Southbound API control plane traffic between the SDN controller and SDN-enabled network elements must be mutually authenticated using a FIPS-approved message authentication code algorithm.


Overview

Finding ID Version Rule ID IA Controls Severity
V-73073 NET-SDN-001 SV-87725r1_rule High
Description
Southbound APIs such as OpenFlow provide the forwarding tables to network devices such as switches and routers, both physical and virtual (hypervisor-based). The SDN controllers use the concept of flows to identify network traffic based on predefined rules that can be statically or dynamically programmed by the SDN control software, thereby determining how traffic should flow through network devices based on usage patterns, applications, and policy that can optimize traffic paths based on business requirements and not network infrastructure design. If an SDN-aware router or switch received erroneous forwarding information from a rogue controller, traffic could be black-holed or even forwarded to a malicious user to sniff traffic and perform a man-in-the-middle attack. Hence, it is imperative that mutual authentication is enabled between the SDN controller and the SDN-aware network elements for all southbound API traffic.
STIG Date
SDN Using NV Security Technical Implementation Guide 2017-03-01

Details

Check Text ( C-73207r1_chk )
Review the components within the SDN framework that send and receive southbound API messages and verify that the messages are authenticated using a FIPS-approved message authentication code algorithm.

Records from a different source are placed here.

//! Core element primitives
//!
//! Shared types used by static and floating elements.

use std::sync::atomic::{AtomicU64, Ordering};

use serde::{Deserialize, Serialize};

pub use crate::schedule::SyncSpeed;
pub use crate::text::TextAlign as HorizontalAlign;

/// Process-unique identity of an element
///
/// The string id of an element is caller-chosen and may repeat; the key
/// never does.
#[derive(Debug, Clone, Copy, PartialEq, Eq, PartialOrd, Ord, Hash)]
pub struct ElementKey(pub u64);

impl ElementKey {
    pub(crate) fn next() -> Self {
        static NEXT: AtomicU64 = AtomicU64::new(1);
        ElementKey(NEXT.fetch_add(1, Ordering::Relaxed))
    }
}

/// Which edge of the text block the element's Y coordinate refers to
#[derive(Debug, Clone, Copy, PartialEq, Eq, Default, Serialize, Deserialize)]
pub enum VerticalAnchor {
    /// Y is the top edge
    Top,
    /// Y is the vertical centre
    Middle,
    /// Y is the bottom edge
    #[default]
    Bottom,
}

impl VerticalAnchor {
    /// Bottom edge of a block of `height` anchored at `y`
    pub fn bottom_of(&self, y: f32, height: f32) -> f32 {
        match self {
            VerticalAnchor::Top => y + height,
            VerticalAnchor::Middle => y + height / 2.0,
            VerticalAnchor::Bottom => y,
        }
    }
}

/// Placement order of floating elements; higher goes first
#[derive(Debug, Clone, Copy, PartialEq, Eq, PartialOrd, Ord, Hash, Default, Serialize, Deserialize)]
pub enum Priority {
    Lowest,
    Low,
    #[default]
    Medium,
    High,
    Highest,
}

/// What a floating element does when no free position exists
#[derive(Debug, Clone, Copy, PartialEq, Eq, Default, Serialize, Deserialize)]
pub enum OverflowStrategy {
    /// Leave the element out of this composition
    #[default]
    Hide,
    /// Draw at the target even if it overlaps
    StayInPosition,
}

/// Region a floating element's position must stay within
#[derive(Debug, Clone, Copy, PartialEq, Serialize, Deserialize)]
#[serde(default)]
pub struct Boundary {
    /// Smallest allowed y
    pub top: f32,
    /// Largest allowed y
    pub bottom: f32,
    /// Smallest allowed x
    pub left: f32,
    /// Largest allowed x
    pub right: f32,
}

impl Default for Boundary {
    fn default() -> Self {
        Self {
            top: 0.0,
            bottom: 1080.0,
            left: -1200.0,
            right: 1200.0,
        }
    }
}

impl Boundary {
    /// Whether a position lies inside, edges included
    pub fn contains(&self, x: f32, y: f32) -> bool {
        x >= self.left && x <= self.right && y >= self.top && y <= self.bottom
    }
}

/// Padding added around a floating element for collision tests
#[derive(Debug, Clone, Copy, PartialEq, Default, Serialize, Deserialize)]
#[serde(default)]
pub struct Margin {
    /// Padding above the box
    pub top: f32,
    /// Padding below the box
    pub bottom: f32,
    /// Padding left of the box
    pub left: f32,
    /// Padding right of the box
    pub right: f32,
}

FIPS-approved algorithms for authentication are the cipher-based message authentication code (CMAC) and the keyed-hash message authentication code (HMAC).

AES and 3DES are NIST-approved CMAC algorithms. The following are NIST-approved HMAC algorithms: SHA-1, SHA-224, SHA-256, SHA-384, SHA-512, SHA-512/224, and SHA-512/256.

If the SDN controller or SDN-enabled network elements do not authenticate received southbound API messages using a FIPS-approved message authentication code algorithm, this is a finding.
Fix Text (F-79519r1_fix)
Ensure that all components within the SDN framework authenticate southbound API messages using a FIPS-approved message authentication code algorithm.

FIPS-approved algorithms for authentication are the CMAC and the HMAC.

AES and 3DES are NIST-approved CMAC algorithms. The following are NIST-approved HMAC algorithms: SHA-1, SHA-224, SHA-256, SHA-384, SHA-512, SHA-512/224, and SHA-512/256.